An example for where to scale horizontally, ties nicely to the next benefit…

Accessible from anywhere – You can add power anywhere using horizontal scaling, which makes your environment  more accessible. 

Your teams in the Eastern Hemisphere can work from a server in that region (faster processing power). When they log off and leave work, you reduce “computing power” on that server and increase computing power for those working in the Western Hemisphere on a different server. This also applies to a business operating in the United States from coast-to-coast. For example, east coast workers access the cloud providers database located in the eastern region. 
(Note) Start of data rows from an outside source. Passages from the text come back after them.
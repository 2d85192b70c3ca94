//! Character-level position agreement between two span sets

use crate::span::{total_length, Span};

/// Continuous overlap quality between two span sets, in `[0, 1]`.
///
/// The intersection is summed over every (reference, candidate) pair, not
/// only over matched pairs, and divided by the smaller of the two total
/// labeled lengths. Both sides empty scores `1.0`; exactly one side empty
/// scores `0.0`. The result is rounded to four decimal places.
pub fn position_accuracy(reference: &[Span], candidate: &[Span]) -> f64 {
    match (reference.is_empty(), candidate.is_empty()) {
        (true, true) => return 1.0,
        (true, false) | (false, true) => return 0.0,
        (false, false) => {}
    }

    let denominator = total_length(reference).min(total_length(candidate));
    if denominator == 0 {
        return 0.0;
    }

    let intersection: usize = reference
        .iter()
        .flat_map(|r| candidate.iter().map(move |c| r.overlap_len(c)))
        .sum();

    round4((intersection as f64 / denominator as f64).clamp(0.0, 1.0))
}

/// Round half away from zero to four decimal places
pub fn round4(value: f64) -> f64 {
    (value * 10_000.0).round() / 10_000.0
}
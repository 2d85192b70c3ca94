//! File reading utilities

use anyhow::{Context, Result};
use spanagree_core::{load_metrics, load_text_file, AnnotatedText, ComparisonMetric, TextFile};
use std::fs;
use std::path::{Path, PathBuf};

/// Reads settings, texts and stored metrics from disk
pub struct FileReader;

impl FileReader {
    /// Read a file as UTF-8 text
    pub fn read_text(path: &Path) -> Result<String> {
        let content = fs::read_to_string(path)
            .with_context(|| format!("Failed to read file: {}", path.display()))?;

        Ok(content)
    }

    /// Load one text file as written, a single record or an array
    pub fn read_text_file(path: &Path) -> Result<TextFile> {
        load_text_file(path).with_context(|| format!("Failed to load texts: {}", path.display()))
    }

    /// Load annotated texts from one JSON file
    pub fn read_texts(path: &Path) -> Result<Vec<AnnotatedText>> {
        Self::read_text_file(path).map(TextFile::into_texts)
    }

    /// Load annotated texts from every file, in file order
    pub fn read_all_texts(paths: &[PathBuf]) -> Result<Vec<AnnotatedText>> {
        let mut texts = Vec::new();
        for path in paths {
            texts.extend(Self::read_texts(path)?);
        }
        Ok(texts)
    }

    /// Load stored comparison metrics from a JSON file
    pub fn read_metrics(path: &Path) -> Result<Vec<ComparisonMetric>> {
        load_metrics(path).with_context(|| format!("Failed to load metrics: {}", path.display()))
    }
}
//! Error handling for the CLI application

use spanagree_core::SpanAgreeError;
use std::fmt;

/// Custom error type for CLI-specific errors
#[derive(Debug)]
pub enum CliError {
    /// No input file matched the given patterns
    NoInputFiles(String),
    /// Invalid file pattern
    InvalidPattern(String),
    /// Configuration error
    ConfigError(String),
    /// Output location cannot be used
    OutputError(String),
}

impl fmt::Display for CliError {
    fn fmt(&self, f: &mut fmt::Formatter<'_>) -> fmt::Result {
        match self {
            CliError::NoInputFiles(patterns) => {
                write!(f, "No files found matching: {patterns}")
            }
            CliError::InvalidPattern(pattern) => write!(f, "Invalid file pattern: {pattern}"),
            CliError::ConfigError(msg) => write!(f, "Configuration error: {msg}"),
            CliError::OutputError(msg) => write!(f, "Output error: {msg}"),
        }
    }
}

impl std::error::Error for CliError {}

impl From<SpanAgreeError> for CliError {
    fn from(error: SpanAgreeError) -> Self {
        match error {
            SpanAgreeError::Config(msg) => CliError::ConfigError(msg),
            other => CliError::ConfigError(other.to_string()),
        }
    }
}

/// Result type alias for CLI operations
pub type CliResult<T> = Result<T, anyhow::Error>;
//! Labeled character spans

use serde::{Deserialize, Serialize};

/// A labeled interval over a text.
///
/// Offsets count Unicode scalar values, not bytes, so `start..end` indexes
/// `content.chars()`. The stored `text` is whatever the annotator claimed
/// the span covers and may have drifted from the slice the offsets point at.
#[derive(Debug, Clone, PartialEq, Eq, Hash, Serialize, Deserialize)]
pub struct Span {
    /// First character covered by the span
    pub start: usize,
    /// One past the last character covered by the span
    pub end: usize,
    /// Text the span claims to cover
    pub text: String,
    /// Technique identifiers, compared with exact string equality
    pub labels: Vec<String>,
}

impl Span {
    /// Create a span, rejecting degenerate input.
    ///
    /// Returns `None` when `start >= end`, when `labels` is empty, or when
    /// `text` is empty. Such spans are never scored.
    pub fn new(start: usize, end: usize, text: impl Into<String>, labels: Vec<String>) -> Option<Self> {
        let text = text.into();
        if start >= end || labels.is_empty() || text.is_empty() {
            return None;
        }

        Some(Self {
            start,
            end,
            text,
            labels,
        })
    }

    /// Number of characters covered
    pub fn len(&self) -> usize {
        self.end.saturating_sub(self.start)
    }

    /// True for zero-width spans
    pub fn is_empty(&self) -> bool {
        self.len() == 0
    }

    /// Length of the intersection with `other`, zero when disjoint
    pub fn overlap_len(&self, other: &Span) -> usize {
        self.end
            .min(other.end)
            .saturating_sub(self.start.max(other.start))
    }

    /// Strict positive-length intersection test
    pub fn overlaps(&self, other: &Span) -> bool {
        self.start.max(other.start) < self.end.min(other.end)
    }

    /// True when the two label sets have at least one identifier in common
    pub fn shares_label(&self, other: &Span) -> bool {
        self.labels.iter().any(|label| other.labels.contains(label))
    }

    /// The characters of `content` the offsets point at, clamped to its length.
    pub fn slice_of(&self, content: &str) -> String {
        content.chars().skip(self.start).take(self.len()).collect()
    }

    /// Copy of this span moved to new offsets.
    pub fn with_offsets(&self, start: usize, end: usize) -> Self {
        Self {
            start,
            end,
            ..self.clone()
        }
    }
}

/// Sum of span lengths
pub fn total_length(spans: &[Span]) -> usize {
    spans.iter().map(Span::len).sum()
}
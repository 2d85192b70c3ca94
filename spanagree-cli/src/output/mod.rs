//! Output formatting module

use anyhow::Result;
use spanagree_core::{ComparisonMetric, ModelSummary};
use std::collections::BTreeMap;
use std::io::Write;

/// Trait for output formatters
pub trait OutputFormatter: Send + Sync {
    /// Format and output one comparison record
    fn format_metric(&mut self, metric: &ComparisonMetric) -> Result<()>;

    /// Format and output the per-model summary
    fn format_summary(&mut self, summary: &BTreeMap<String, ModelSummary>) -> Result<()>;

    /// Finalize output (e.g., write the collected JSON document)
    fn finish(&mut self) -> Result<()>;
}

pub mod json;
pub mod markdown;
pub mod text;

pub use json::JsonFormatter;
pub use markdown::MarkdownFormatter;
pub use text::TextFormatter;

/// Supported output formats
#[derive(Debug, Clone, Copy, PartialEq, Eq, clap::ValueEnum)]
pub enum OutputFormat {
    /// One line per comparison
    Text,
    /// JSON document with `metrics` and optional `summary`
    Json,
    /// Markdown tables
    Markdown,
}

/// Build the formatter for `format` writing to `writer`
pub fn create_formatter<W>(
    format: OutputFormat,
    writer: W,
    pretty_json: bool,
) -> Box<dyn OutputFormatter>
where
    W: Write + Send + Sync + 'static,
{
    match format {
        OutputFormat::Text => Box::new(TextFormatter::new(writer)),
        OutputFormat::Json => Box::new(JsonFormatter::new(writer, pretty_json)),
        OutputFormat::Markdown => Box::new(MarkdownFormatter::new(writer)),
    }
}
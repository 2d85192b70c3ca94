//! Normalization of raw annotation blobs into spans
//!
//! Annotation JSON arrives in one of three layouts. The layout is resolved
//! once into an [`AnnotationShape`] and the items are then read the same way
//! regardless of whether the blob holds expert or model annotations.
//!
//! Nothing in here fails. A blob that matches no layout, or items with
//! missing or non-integer offsets, simply produce fewer spans.

use crate::span::Span;
use serde_json::Value;
use tracing::debug;

/// Recognised layouts of a raw annotation blob
#[derive(Debug, Clone, Copy, PartialEq, Eq)]
pub enum AnnotationShape {
    /// `[{"result": [item, ...]}, ...]`, items taken from the first element
    ResultWrapper,
    /// `{"annotations": [item, ...]}`
    DirectAnnotations,
    /// `[item, ...]` where items carry a `value` key directly
    FlatList,
}

impl AnnotationShape {
    /// Detect the layout of `raw`, trying each layout in priority order.
    pub fn detect(raw: &Value) -> Option<Self> {
        if raw
            .get(0)
            .and_then(|first| first.get("result"))
            .is_some_and(Value::is_array)
        {
            return Some(Self::ResultWrapper);
        }

        if raw.get("annotations").is_some_and(Value::is_array) {
            return Some(Self::DirectAnnotations);
        }

        if raw.get(0).is_some_and(|first| first.get("value").is_some()) {
            return Some(Self::FlatList);
        }

        None
    }

    /// Annotation items of `raw` under this layout
    pub fn items(self, raw: &Value) -> &[Value] {
        let items = match self {
            Self::ResultWrapper => raw.get(0).and_then(|first| first.get("result")),
            Self::DirectAnnotations => raw.get("annotations"),
            Self::FlatList => Some(raw),
        };

        items
            .and_then(Value::as_array)
            .map(Vec::as_slice)
            .unwrap_or_default()
    }

    /// Mutable annotation items of `raw` under this layout
    pub fn items_mut(self, raw: &mut Value) -> Option<&mut Vec<Value>> {
        let items = match self {
            Self::ResultWrapper => raw.get_mut(0)?.get_mut("result")?,
            Self::DirectAnnotations => raw.get_mut("annotations")?,
            Self::FlatList => raw,
        };
        items.as_array_mut()
    }

    /// Short name used in logs and reports
    pub fn name(self) -> &'static str {
        match self {
            Self::ResultWrapper => "result_wrapper",
            Self::DirectAnnotations => "direct_annotations",
            Self::FlatList => "flat_list",
        }
    }
}

/// What an extraction pass kept and discarded
#[derive(Debug, Clone, Default, PartialEq, Eq)]
pub struct ExtractionReport {
    /// Layout the blob was read as, `None` when unrecognised
    pub shape: Option<AnnotationShape>,
    /// Items that became spans
    pub kept: usize,
    /// Items dropped as malformed or degenerate
    pub dropped: usize,
}

/// Extract the scorable spans from a raw annotation blob.
pub fn extract(raw: &Value) -> Vec<Span> {
    extract_with_report(raw).0
}

/// Extract spans from the JSON text of an annotation blob.
pub fn extract_str(raw: &str) -> Vec<Span> {
    match serde_json::from_str::<Value>(raw) {
        Ok(value) => extract(&value),
        Err(e) => {
            debug!(error = %e, "annotation blob is not valid JSON");
            Vec::new()
        }
    }
}

/// Extract spans and report how many items were discarded.
///
/// A blob stored as a JSON string holding the annotation document is
/// decoded once before the layout is detected.
pub fn extract_with_report(raw: &Value) -> (Vec<Span>, ExtractionReport) {
    match decode_embedded(raw) {
        Some(decoded) => extract_value(&decoded),
        None => extract_value(raw),
    }
}

/// Decode a blob that was stored as a JSON string. `None` when `raw` is
/// not a string.
pub(crate) fn decode_embedded(raw: &Value) -> Option<Value> {
    let encoded = raw.as_str()?;
    match serde_json::from_str::<Value>(encoded) {
        // A string holding another string is not an annotation document
        Ok(decoded) if !decoded.is_string() => Some(decoded),
        _ => Some(Value::Null),
    }
}

fn extract_value(raw: &Value) -> (Vec<Span>, ExtractionReport) {
    let Some(shape) = AnnotationShape::detect(raw) else {
        if !raw.is_null() {
            debug!("annotation blob matches no known layout");
        }
        return (Vec::new(), ExtractionReport::default());
    };

    let items = shape.items(raw);
    let spans: Vec<Span> = items.iter().filter_map(span_from_item).collect();
    let report = ExtractionReport {
        shape: Some(shape),
        kept: spans.len(),
        dropped: items.len() - spans.len(),
    };

    if report.dropped > 0 {
        debug!(
            shape = shape.name(),
            kept = report.kept,
            dropped = report.dropped,
            "dropped malformed or degenerate annotations"
        );
    }

    (spans, report)
}

/// Read one annotation item. Items of another `type` than `labels`,
/// items without usable offsets, and degenerate spans yield `None`.
pub(crate) fn span_from_item(item: &Value) -> Option<Span> {
    let item = item.as_object()?;

    if let Some(kind) = item.get("type").and_then(Value::as_str) {
        if kind != "labels" {
            return None;
        }
    }

    let value = item.get("value")?.as_object()?;
    let start = coerce_offset(value.get("start")?)?;
    let end = coerce_offset(value.get("end")?)?;
    let text = value.get("text").and_then(Value::as_str).unwrap_or_default();
    let labels = value
        .get("labels")
        .and_then(Value::as_array)
        .map(|labels| {
            labels
                .iter()
                .filter_map(Value::as_str)
                .filter(|label| !label.is_empty())
                .map(str::to_owned)
                .collect()
        })
        .unwrap_or_default();

    Span::new(start, end, text, labels)
}

/// Offsets may be stored as integers, integral floats, or numeric strings.
fn coerce_offset(value: &Value) -> Option<usize> {
    let offset = match value {
        Value::Number(number) => number.as_u64().or_else(|| {
            number
                .as_f64()
                .filter(|f| f.is_finite() && *f >= 0.0 && f.fract() == 0.0)
                .map(|f| f as u64)
        }),
        Value::String(s) => s.trim().parse::<u64>().ok(),
        _ => None,
    }?;

    usize::try_from(offset).ok()
}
I find visuals really help. You can view region maps for the major public cloud providers: AWS, Azure, and Google Cloud. A properly managed cloud enables accessibility using this flexible benefit. Your company can buy and locate its servers wherever it wants from day to day, hour to hour, and yes, even minute to minute.
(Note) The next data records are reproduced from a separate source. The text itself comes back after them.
//! Span alignment and agreement scoring for labeled text annotations
//!
//! This crate compares two independently produced sets of labeled spans
//! over the same text, typically an expert's ground truth and a language
//! model's output, and derives agreement statistics from the comparison.
//!
//! # Pipeline
//!
//! - **extract**: raw annotation JSON in any of the supported layouts
//!   becomes a list of [`Span`]s; malformed or degenerate items are dropped
//! - **matcher**: greedy one-to-one overlap matching yields true positive,
//!   false positive and false negative counts
//! - **position**: character-level overlap quality between the two sets,
//!   computed independently of the matching
//! - **metrics**: precision, recall and F1 per comparison, and per-model
//!   mean and standard deviation across comparisons
//! - **repair**: offline recovery of stale span offsets
//!
//! All scoring functions are pure and keep no shared state, so they can be
//! called from any number of threads at once.
//!
//! # Example
//!
//! ```rust
//! use serde_json::json;
//! use spanagree_core::{extract, MetricsCalculator, ScoringConfig};
//!
//! let expert = extract(&json!([{ "result": [
//!     { "type": "labels", "value": { "start": 0, "end": 20, "text": "Tai yra propagandos", "labels": ["Doubt"] } }
//! ] }]));
//! let model = extract(&json!({ "annotations": [
//!     { "type": "labels", "value": { "start": 10, "end": 30, "text": "propagandos tekstas", "labels": ["Doubt"] } }
//! ] }));
//!
//! let calculator = MetricsCalculator::new(ScoringConfig::default());
//! let metric = calculator.compare("1", "claude", &expert, &model);
//!
//! assert_eq!(metric.true_positives, 1);
//! assert_eq!(metric.position_accuracy, 0.5);
//! ```

#![warn(missing_docs)]

pub mod batch;
pub mod config;
pub mod error;
pub mod extract;
pub mod matcher;
pub mod metrics;
pub mod position;
pub mod record;
pub mod repair;
pub mod span;

pub use batch::{
    evaluate_batch, evaluate_text, recalculate_position_accuracy, repair_texts, BatchReport,
};
pub use config::{
    BatchConfig, OutputSettings, RepairConfig, ScoringConfig, ScoringConfigBuilder, Settings,
};
pub use error::{Result, SpanAgreeError};
pub use extract::{extract, extract_str, extract_with_report, AnnotationShape, ExtractionReport};
pub use matcher::{match_spans, MatchResult, MatchedPair, OverlapMatcher};
pub use metrics::{
    summarize, AccuracyMetrics, ComparisonMetric, MetricsCalculator, ModelSummary, Statistic,
};
pub use position::{position_accuracy, round4};
pub use record::{
    load_metrics, load_text_file, load_texts, parse_metrics, parse_texts, save_metrics,
    save_text_file, save_texts, AnnotatedText, TextFile, TextId,
};
pub use repair::{needs_repair, repair, repair_annotations, Repair, RepairReport, RepairStrategy};
pub use span::Span;
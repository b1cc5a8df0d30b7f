use futures::StreamExt;
use k8s_openapi::api::apps::v1::Deployment;
use k8s_openapi::api::core::v1::Service;
use kube::runtime::controller::Error as ControllerError;
use kube::runtime::{watcher, Controller};
use kube::{Api, Client};
use kubereplay::controller::clock::SystemClock;
use kubereplay::controller::harvester::discovery::harvesters_for_deployment;
use kubereplay::controller::harvester::shadow::SidecarConfig;
use kubereplay::controller::store::KubeStore;
use kubereplay::controller::refinery::refinery_key;
use kubereplay::controller::{error_policy, reconcile, reconcile_refinery, refinery_error_policy, Context};
use kubereplay::crd::harvester::Harvester;
use kubereplay::crd::refinery::Refinery;
use kubereplay::server::{
    create_metrics, run_health_server, run_leader_election, shutdown_channel, wait_for_signal,
    LeaderConfig, LeaderState, ReadinessState,
};
use std::sync::Arc;
use std::time::Duration;
use tracing::{debug, error, info, warn};

const HEALTH_PORT: u16 = 8080;

/// How long in-flight passes get to finish after a termination signal
const DRAIN_TIMEOUT: Duration = Duration::from_secs(30);

const DEFAULT_RESYNC_SECONDS: u64 = 30;

fn is_leader_election_enabled() -> bool {
    std::env::var("KUBEREPLAY_LEADER_ELECTION")
        .map(|v| v == "true" || v == "1")
        .unwrap_or(false)
}

/// `KUBEREPLAY_RESYNC_SECONDS`; zero or unparsable falls back to the default
fn resync_interval() -> Duration {
    let seconds = std::env::var("KUBEREPLAY_RESYNC_SECONDS")
        .ok()
        .and_then(|v| v.parse::<u64>().ok())
        .filter(|s| *s > 0)
        .unwrap_or(DEFAULT_RESYNC_SECONDS);
    Duration::from_secs(seconds)
}

#[tokio::main]
async fn main() -> anyhow::Result<()> {
    let _ = rustls::crypto::ring::default_provider().install_default();

    tracing_subscriber::fmt()
        .with_env_filter(
            tracing_subscriber::EnvFilter::try_from_default_env()
                .unwrap_or_else(|_| tracing_subscriber::EnvFilter::new("info")),
        )
        .init();

    info!("Starting kubereplay controllers");

    let (shutdown_controller, shutdown_signal) = shutdown_channel();
    let readiness = ReadinessState::new();
    let metrics = create_metrics()?;

    let client = match Client::try_default().await {
        Ok(c) => c,
        Err(e) => {
            error!(error = %e, "Failed to create Kubernetes client");
            return Err(e.into());
        }
    };
    info!("Connected to Kubernetes cluster");

    let health_readiness = readiness.clone();
    let health_metrics = metrics.clone();
    let health_handle = tokio::spawn(async move {
        if let Err(e) = run_health_server(HEALTH_PORT, health_readiness, health_metrics).await {
            warn!(error = %e, "Health server failed");
        }
    });

    let leader_state = LeaderState::new();
    let leader_handle = if is_leader_election_enabled() {
        let config = LeaderConfig::from_env();
        info!(
            holder_id = %config.holder_id,
            lease = %config.lease_name,
            "Leader election enabled"
        );
        Some(tokio::spawn(run_leader_election(
            client.clone(),
            config,
            leader_state.clone(),
            shutdown_signal.clone(),
        )))
    } else {
        info!("Leader election disabled - running as single instance");
        None
    };

    let sidecar = SidecarConfig::from_env();
    let resync = resync_interval();
    info!(
        image = %sidecar.image,
        refinery_port = sidecar.refinery_port,
        resync_secs = resync.as_secs(),
        "Controller configured"
    );

    let store = Arc::new(KubeStore::new(client.clone()));
    let clock = Arc::new(SystemClock);
    let ctx = if leader_handle.is_some() {
        Context::new_with_leader(store, clock, leader_state, Some(metrics.clone()))
    } else {
        Context::new(store, clock, Some(metrics.clone()))
    };
    let ctx = Arc::new(
        ctx.with_sidecar(sidecar)
            .with_resync(resync)
            .with_shutdown(shutdown_signal.clone()),
    );

    // Readiness means initialized, not leading: any replica may take over the lease
    readiness.set_ready();
    info!("Controller ready, starting reconciliation loop");

    let harvesters = Api::<Harvester>::all(client.clone());
    let deployments = Api::<Deployment>::all(client.clone());
    let harvester_controller = Controller::new(harvesters, watcher::Config::default());
    let cache = harvester_controller.store();
    let mut drain_signal = shutdown_signal.clone();
    let cleanup_ctx = ctx.clone();
    let refinery_ctx = ctx.clone();

    let harvester_controller = harvester_controller
        .watches(deployments, watcher::Config::default(), move |deployment| {
            harvesters_for_deployment(&cache.state(), &deployment)
        })
        .graceful_shutdown_on(async move { drain_signal.wait().await })
        .run(reconcile, error_policy, ctx)
        .for_each(|res| {
            let cleanup_ctx = cleanup_ctx.clone();
            async move {
                match res {
                    Ok((harvester, action)) => debug!(harvester = %harvester, ?action, "Reconciled"),
                    // logged by error_policy
                    Err(ControllerError::ReconcilerFailed(..)) => {}
                    // a scheduled requeue of a deleted Harvester
                    Err(ControllerError::ObjectNotFound(obj)) => {
                        debug!(harvester = %obj.name, "Harvester deleted, dropping its state");
                        cleanup_ctx.forget_harvester(obj.namespace.as_deref().unwrap_or_default(), &obj.name);
                    }
                    Err(e) => warn!(error = %e, "Controller stream error"),
                }
            }
        });

    let mut refinery_drain = shutdown_signal.clone();
    let refinery_controller = Controller::new(Api::<Refinery>::all(client.clone()), watcher::Config::default())
        .owns(Api::<Deployment>::all(client.clone()), watcher::Config::default())
        .owns(Api::<Service>::all(client), watcher::Config::default())
        .graceful_shutdown_on(async move { refinery_drain.wait().await })
        .run(reconcile_refinery, refinery_error_policy, refinery_ctx.clone())
        .for_each(|res| {
            let refinery_ctx = refinery_ctx.clone();
            async move {
                match res {
                    Ok((refinery, action)) => debug!(refinery = %refinery, ?action, "Reconciled"),
                    Err(ControllerError::ReconcilerFailed(..)) => {}
                    Err(ControllerError::ObjectNotFound(obj)) => {
                        let key = refinery_key(obj.namespace.as_deref().unwrap_or_default(), &obj.name);
                        refinery_ctx.failure_backoff.reset(&key);
                    }
                    Err(e) => warn!(error = %e, "Refinery controller stream error"),
                }
            }
        });

    let controller = futures::future::join(harvester_controller, refinery_controller);
    tokio::pin!(controller);

    tokio::select! {
        _ = &mut controller => {
            info!("Controller streams ended");
        }
        signal = wait_for_signal() => {
            match signal {
                Ok(name) => info!(signal = name, "Initiating graceful shutdown"),
                Err(e) => error!(error = %e, "Cannot listen for termination signals, shutting down"),
            }
            readiness.set_not_ready();
            shutdown_controller.shutdown();
            if tokio::time::timeout(DRAIN_TIMEOUT, &mut controller).await.is_err() {
                warn!("In-flight reconciliations did not finish before the drain timeout");
            }
        }
    }

    shutdown_controller.shutdown();

    if let Some(handle) = leader_handle {
        // the election loop releases the lease on its way out
        if tokio::time::timeout(Duration::from_secs(5), handle).await.is_err() {
            warn!("Leader election loop did not stop in time");
        }
    }
    health_handle.abort();

    info!("kubereplay controller shut down gracefully");
    Ok(())
}

#[cfg(test)]
#[path = "main_test.rs"]
mod tests;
Reduced infrastructure and maintenance costs – You also aren’t paying to maintain computer hardware which gives your people capacity to innovate rather than constantly completing hardware setup, upgrades, and other IT-related tasks. Historically, you needed huge server rooms that frequently needed updated and maintained. The cloud removes those needs.

Reliable – Redundancy can be built in. However, it can be done more effectively and efficiently if done in code. This means you have backups and backups of backups to ensure uptime for your people and your customers. So if for some reason, the public cloud service provider has a service failure in one region, it has a backup in place in another one. So you never miss a customer transaction or a team member can always login and access their files and applications. 
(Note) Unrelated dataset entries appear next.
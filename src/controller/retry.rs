//! Read-modify-write retries for optimistic concurrency conflicts
//!
//! Only [`StoreError::Conflict`] is retried. Each attempt must re-read the object it
//! is about to write, so a retry always starts from the freshest server state.

use crate::controller::store::StoreError;
use std::future::Future;
use std::time::Duration;
use tracing::warn;

/// Bounded backoff used between conflicting writes
#[derive(Clone, Debug)]
pub struct ConflictBackoff {
    /// Total attempts, including the first one
    pub max_attempts: u32,
    pub initial_delay: Duration,
    pub max_delay: Duration,
}

impl Default for ConflictBackoff {
    fn default() -> Self {
        Self {
            max_attempts: 5,
            initial_delay: Duration::from_millis(10),
            max_delay: Duration::from_millis(200),
        }
    }
}

impl ConflictBackoff {
    /// No sleeping between attempts
    pub fn immediate(max_attempts: u32) -> Self {
        Self {
            max_attempts,
            initial_delay: Duration::ZERO,
            max_delay: Duration::ZERO,
        }
    }
}

/// Run `attempt` until it succeeds, fails with a non-conflict error, or the
/// attempt budget runs out (the last conflict is returned)
pub async fn with_conflict_retry<F, Fut, T>(
    backoff: &ConflictBackoff,
    operation_name: &str,
    mut attempt: F,
) -> Result<T, StoreError>
where
    F: FnMut() -> Fut,
    Fut: Future<Output = Result<T, StoreError>>,
{
    let mut tries = 0u32;
    let mut delay = backoff.initial_delay;

    loop {
        tries += 1;

        match attempt().await {
            Err(e) if e.is_conflict() && tries < backoff.max_attempts.max(1) => {
                warn!(
                    operation = %operation_name,
                    attempt = tries,
                    error = %e,
                    "Write conflicted, retrying with fresh read"
                );
                if !delay.is_zero() {
                    tokio::time::sleep(delay).await;
                }
                delay = (delay * 2).min(backoff.max_delay);
            }
            other => return other,
        }
    }
}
I learned about this when writing up a project description for a client who needed a roadmap and implementation for a centralized and automated solution for role-based access that allowed for rotating credentials every certain number of days and it needed to be highly available.

Human terms: A process to notify employees that they needed to change their login every 30, 60, or 90 days and that it always works with backup and redundancies in place. (Highly annoying, but very critical nowadays.)

By using HashiCorp’s Vault and Terraform (100% code), the client’s process was automated and set up to achieve 99.99% availability with the least amount of human interaction. Meaning it should only experience 8.64  seconds/day of downtime, shown in the chart below. 

Learn how you can build a Centralized Automated Vault Solution.

If you want to sound extra smart, you can refer to this as “four nines.” Think about the impact on your business: If you sell pizzas and have 97% availability, consider how many potential lost orders could occur in 43 minutes of downtime on Superbowl night.

Possibly more relevant: Consider all the employees working from home now, how does 43 minutes of downtime impact your business when multiplied by the number of employees logged on at a given time?

Availability Chart

Highly Available Chart
Source: Wikipedia, Highly available

Physically Secure – Physical security is provided by the cloud service provider. If you go back to those maps, these companies have fortresses to secure the data centers located around the globe. However, it’s still your responsibility to mitigate logical security risks and threats in your implemented solutions. What do I mean by logical? This is an entire article in itself that I’m planning to write next. Or you can read this article on becoming a Security-First Organization or Cloud Breaches Prove DevOps Needs Dedicated Testers.

Regulatory Compliant – Many public cloud providers publish their current compliance against domestic and international standards across many industries including HIPAA, HiTrust, PCI, NIST-CSF, NIST 800-53, SOC Type II, etc. By leveraging a provider that has already achieved these standards, it frees you up to concentrate on the compliance of the software stacks you put on top of their infrastructure ecosystems. 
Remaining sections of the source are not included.